ANDY: What classes do you see being modified/extended by someone
implementing their own protocol?
CRAIG: There are at least two general approaches that could be taken:
1) Write a Connector implementation that accepts
requests via the desired protocol, and maps them
into what looks (to the rest of Tomcat) like an HTTP
request. For protocols with lots of similarity to the
semantics of HTTP, this might be quite feasible.
2) Dispense with any vestige of HTTP, and go your own.
This will involve at least the following:
- Write your own Connector implementation. Because
this is also a factory for Request and Response objects,
you will also need to write those (perhaps extending
RequestBase and ResponseBase), as well as suitable
implementations of the standard ServletInputStream and
ServletOutputStream classes.
- Implement at least one Container, which is responsible
for accepting request/response objects from the connector,
and mapping them to a particular Wrapper that manages
the execution of a particular servlet. Depending on the
requirements, this could be a one-object implementation,
or you might emulate the Engine/Host/Context hierarchy
of the standard HTTP-based approach.
- Management for sessions at the container level is going
to be highly desireable. It is quite possible that the
existing
implementations of Manager and Session used for HTTP
servlets will be sufficient, because they don't really have
any
protocol dependencies. Otherwise, you may need to roll
your own implementations here as well. (Highly desireable --
if Tomcat supports things like session persistence and
distributed processing for HTTP sessions, that support should
work for non-HTTP sessions as well).
- Depending on your requirements, custom implementations of
the various utility components (Loader, Logger, Realm, and
Resources) may or may not be required. Of these, only
Resources
will tend to be protocol-specific (for example, it needs to
know the
document root of a Context in the HTTP based implementation).

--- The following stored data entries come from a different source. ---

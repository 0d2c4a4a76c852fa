// Selection module
// Single-date and range selection state machine

use chrono::NaiveDate;

#[derive(Debug, Clone, Copy, PartialEq, Eq, Default)]
pub enum SelectionMode {
    #[default]
    Single,
    Range,
}

/// An inclusive, ordered pair of calendar days.
#[derive(Debug, Clone, Copy, PartialEq, Eq, Hash)]
pub struct DateRange {
    pub start: NaiveDate,
    pub end: NaiveDate,
}

impl DateRange {
    /// Build a range from two endpoints in either order.
    pub fn new(a: NaiveDate, b: NaiveDate) -> Self {
        if b < a {
            Self { start: b, end: a }
        } else {
            Self { start: a, end: b }
        }
    }

    pub fn contains(&self, date: NaiveDate) -> bool {
        self.start <= date && date <= self.end
    }

    /// Number of days covered, counting both endpoints.
    pub fn num_days(&self) -> i64 {
        (self.end - self.start).num_days() + 1
    }
}

/// Value exposed through the form-control contract.
#[derive(Debug, Clone, Copy, PartialEq, Eq)]
pub enum PickerValue {
    Single(NaiveDate),
    Range(DateRange),
}

#[derive(Debug, Clone, Copy, PartialEq, Eq)]
pub enum SelectionPhase {
    Idle,
    DateChosen,
    RangeStarted,
    RangeComplete,
}

#[derive(Debug, Clone, Copy, PartialEq, Eq)]
pub enum ClickOutcome {
    /// The click did not change anything (disabled day).
    Ignored,
    /// First endpoint of a range was chosen.
    RangeStarted(NaiveDate),
    Committed(PickerValue),
}

/// Read-only copy of the selection handed to the grid generator.
#[derive(Debug, Clone, Copy, PartialEq, Eq, Default)]
pub struct SelectionSnapshot {
    pub mode: SelectionMode,
    pub selected_date: Option<NaiveDate>,
    pub start_date: Option<NaiveDate>,
    pub end_date: Option<NaiveDate>,
    pub hover_date: Option<NaiveDate>,
}

#[derive(Debug, Clone, PartialEq, Eq, Default)]
pub struct SelectionState {
    mode: SelectionMode,
    selected_date: Option<NaiveDate>,
    start_date: Option<NaiveDate>,
    end_date: Option<NaiveDate>,
    hover_date: Option<NaiveDate>,
    /// Range to fall back to when an in-progress restart is cancelled.
    last_committed_range: Option<DateRange>,
}

impl SelectionState {
    pub fn new(mode: SelectionMode) -> Self {
        Self {
            mode,
            ..Self::default()
        }
    }

    pub fn mode(&self) -> SelectionMode {
        self.mode
    }

    pub fn selected_date(&self) -> Option<NaiveDate> {
        self.selected_date
    }

    pub fn start_date(&self) -> Option<NaiveDate> {
        self.start_date
    }

    pub fn end_date(&self) -> Option<NaiveDate> {
        self.end_date
    }

    pub fn hover_date(&self) -> Option<NaiveDate> {
        self.hover_date
    }

    /// True exactly when a range start is set and its end is not.
    pub fn selection_in_progress(&self) -> bool {
        self.mode == SelectionMode::Range && self.start_date.is_some() && self.end_date.is_none()
    }

    pub fn phase(&self) -> SelectionPhase {
        match self.mode {
            SelectionMode::Single => match self.selected_date {
                Some(_) => SelectionPhase::DateChosen,
                None => SelectionPhase::Idle,
            },
            SelectionMode::Range => match (self.start_date, self.end_date) {
                (Some(_), Some(_)) => SelectionPhase::RangeComplete,
                (Some(_), None) => SelectionPhase::RangeStarted,
                _ => SelectionPhase::Idle,
            },
        }
    }

    /// The committed value, if the selection is complete.
    pub fn value(&self) -> Option<PickerValue> {
        match self.mode {
            SelectionMode::Single => self.selected_date.map(PickerValue::Single),
            SelectionMode::Range => match (self.start_date, self.end_date) {
                (Some(start), Some(end)) => Some(PickerValue::Range(DateRange { start, end })),
                _ => None,
            },
        }
    }

    pub fn is_complete(&self) -> bool {
        self.value().is_some()
    }

    /// Apply a click on `date`. Callers reject disabled days before calling.
    pub fn click(&mut self, date: NaiveDate) -> ClickOutcome {
        match self.mode {
            SelectionMode::Single => {
                self.selected_date = Some(date);
                ClickOutcome::Committed(PickerValue::Single(date))
            }
            SelectionMode::Range => match self.phase() {
                SelectionPhase::RangeStarted => {
                    let start = self.start_date.unwrap_or(date);
                    let range = DateRange::new(start, date);
                    self.start_date = Some(range.start);
                    self.end_date = Some(range.end);
                    self.hover_date = None;
                    self.last_committed_range = Some(range);
                    ClickOutcome::Committed(PickerValue::Range(range))
                }
                _ => {
                    // Idle or complete: every click begins a fresh range.
                    self.start_date = Some(date);
                    self.end_date = None;
                    self.hover_date = None;
                    ClickOutcome::RangeStarted(date)
                }
            },
        }
    }

    /// Update the range preview. Returns true when the hover date changed.
    ///
    /// Only meaningful while a range is in progress; otherwise ignored.
    pub fn hover(&mut self, date: Option<NaiveDate>) -> bool {
        if !self.selection_in_progress() {
            return false;
        }
        if self.hover_date == date {
            return false;
        }
        self.hover_date = date;
        true
    }

    /// Reset to `Idle`, dropping every endpoint and the preview.
    pub fn clear(&mut self) {
        self.selected_date = None;
        self.start_date = None;
        self.end_date = None;
        self.hover_date = None;
        self.last_committed_range = None;
    }

    /// Abandon an unfinished range step and the hover preview.
    ///
    /// A range committed before the restart comes back; a completed
    /// selection is left untouched.
    pub fn cancel_in_progress(&mut self) {
        self.hover_date = None;
        if self.selection_in_progress() {
            match self.last_committed_range {
                Some(range) => {
                    self.start_date = Some(range.start);
                    self.end_date = Some(range.end);
                }
                None => self.start_date = None,
            }
        }
    }

    /// Replace the selection with an externally supplied value.
    ///
    /// Returns false, leaving the state untouched, when the value's shape
    /// does not match the mode.
    pub fn apply(&mut self, value: Option<PickerValue>) -> bool {
        match (self.mode, value) {
            (_, None) => {
                self.clear();
                true
            }
            (SelectionMode::Single, Some(PickerValue::Single(date))) => {
                self.clear();
                self.selected_date = Some(date);
                true
            }
            (SelectionMode::Range, Some(PickerValue::Range(range))) => {
                let range = DateRange::new(range.start, range.end);
                self.clear();
                self.start_date = Some(range.start);
                self.end_date = Some(range.end);
                self.last_committed_range = Some(range);
                true
            }
            _ => false,
        }
    }

    /// Restore range endpoints from storage, tolerating a missing end.
    pub fn restore_range(&mut self, start: Option<NaiveDate>, end: Option<NaiveDate>) {
        self.clear();
        match (start, end) {
            (Some(start), Some(end)) => {
                self.apply(Some(PickerValue::Range(DateRange::new(start, end))));
            }
            (Some(start), None) => self.start_date = Some(start),
            // An end without a start cannot be resumed.
            _ => {}
        }
    }

    pub fn snapshot(&self) -> SelectionSnapshot {
        SelectionSnapshot {
            mode: self.mode,
            selected_date: self.selected_date,
            start_date: self.start_date,
            end_date: self.end_date,
            hover_date: self.hover_date,
        }
    }
}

- Depending on your requirements, Valves that pre-process and
post-process requests to your custom container can be
implemented.
The standard Catalina machinery for managing these chains
should work fine.
ANDY: Should the Request, Response, and Session interfaces (and their
corresponding implementation classes) be factored into generic and
HTTP-specific versions?
CRAIG: For Request and Response, this could easily be done because the
servlet API itself defines the functionality that would go in each layer
(ServletRequest versus HttpServletRequest, for example). I will be
working on these two. For sessions, I'm not sure there is any value add
in trying to build something generic, because (as mentioned above) there
is little or no protocol dependency in an HttpSession itself (other than
the fact that "Http" appears in the name:-). What do you think?
Craig McClanahan
PS: As an aid to developers that are interested in working on the
current Tomcat 3.x code, please prefix the subject line of messages
related only to Catalina with "[Catalina]". That way, the messages of
no interest to these developers can be quickly skipped (or filtered into
a different folder for later perusal).